The robin and Christmas go together like hand in glove, and as this red-breast followed me around the garden, its affinity and bond with humankind was a joy to watch.
I was moving felled branches from one part of the garden to another, and each time I dragged a branch across the lawn, the opportunistic robin bounded in my wake looking for wee beasties that had been scraped-up.
The keenness of this robin’s eyesight was striking, and even the tiniest wriggle in the grass was enough to set it swooping down to quickly devour the worm or grub. I had never really noticed a robin’s eyes before, but as I paused to observe the bird, their large size shone out at me, glinting in the soft winter sun. These deep, languid eyes are an essential tool for survival, enabling robins to forage even when the light is poor at dawn and dusk.
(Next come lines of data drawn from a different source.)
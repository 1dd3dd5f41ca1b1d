//! SimpleMX management endpoint.
//!
//! Serves a [`simplemx_core::Registry`] over TCP. Each message is a 4-byte
//! big-endian length followed by a JSON document; see [`protocol`] for the
//! request and response shapes and [`ManagementClient`] for the client side.
//!
//! ```no_run
//! use simplemx_server::{ManagementServer, ServerConfig};
//!
//! # async fn run() -> Result<(), simplemx_server::ServerError> {
//! let server = ManagementServer::new(ServerConfig::with_port(8000));
//! server.start().await?;
//! // register objects with server.register(&object).await?
//! server.stop().await?;
//! # Ok(())
//! # }
//! ```

pub mod client;
pub mod config;
pub mod connection;
pub mod error;
pub mod listener;
pub mod protocol;
pub mod server;
pub mod stats;

pub use client::{ClientError, ManagementClient};
pub use config::{ConfigError, ServerConfig};
pub use connection::{ConnectionError, DEFAULT_MAX_MESSAGE_SIZE};
pub use error::{Result, ServerError};
pub use listener::Catalog;
pub use protocol::{Request, Response};
pub use server::ManagementServer;
pub use stats::ListenerStats;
Indeed, each morning when taking my dog for a walk, and when it is still pitch black, I often see a robin flitting along on the path ahead of me. They really are early risers, and in our towns and cities, robins will often sing in the middle of the night under the glare of nearby streetlights. The song is a marvel to behold; in spring and summer it is sung with real gusto, clear and sharp but always with a hint of the melancholy. In winter, it is a softer, more fluting warble, often heard on milder days when the air is calm.
Both sexes are territorial, but the male is particularly so, and should another male alight on his patch, then with feathers ruffled and wings drooped he will do everything in his power to see off the unwelcome intruder. Usually it is all about threat and posture with both males squaring up to each other with necks outstretched, showing off their vibrant red breasts. But sometimes an unseemly brawl will ensue, with one robin pinning down the other in a frenzy of aggression.
David Lack in his classic work ‘The Life of the Robin’ found that robins would react at once to the detached breast feathers of a dead adult, and that it was the red colour and not the whole bird that acted as the trigger for aggression. Such violent behaviour may seem a bit over-the-top, but for a robin its territory is of all-consuming importance, for it provides an exclusive food source during the lean days of winter and an area to raise young during spring and summer.
The soft focus of robin red-breast against white winter snow might be one of the iconic images of Christmas, signalling a season of peace and goodwill, but in reality, the humble robin is a bit of a bruiser, making this intriguing bird one of our greatest natural enigmas.
Robins eat seeds, fruits, insects, worms and other invertebrates. They will also visit garden bird tables and feeders to feed on scraps and mealworms.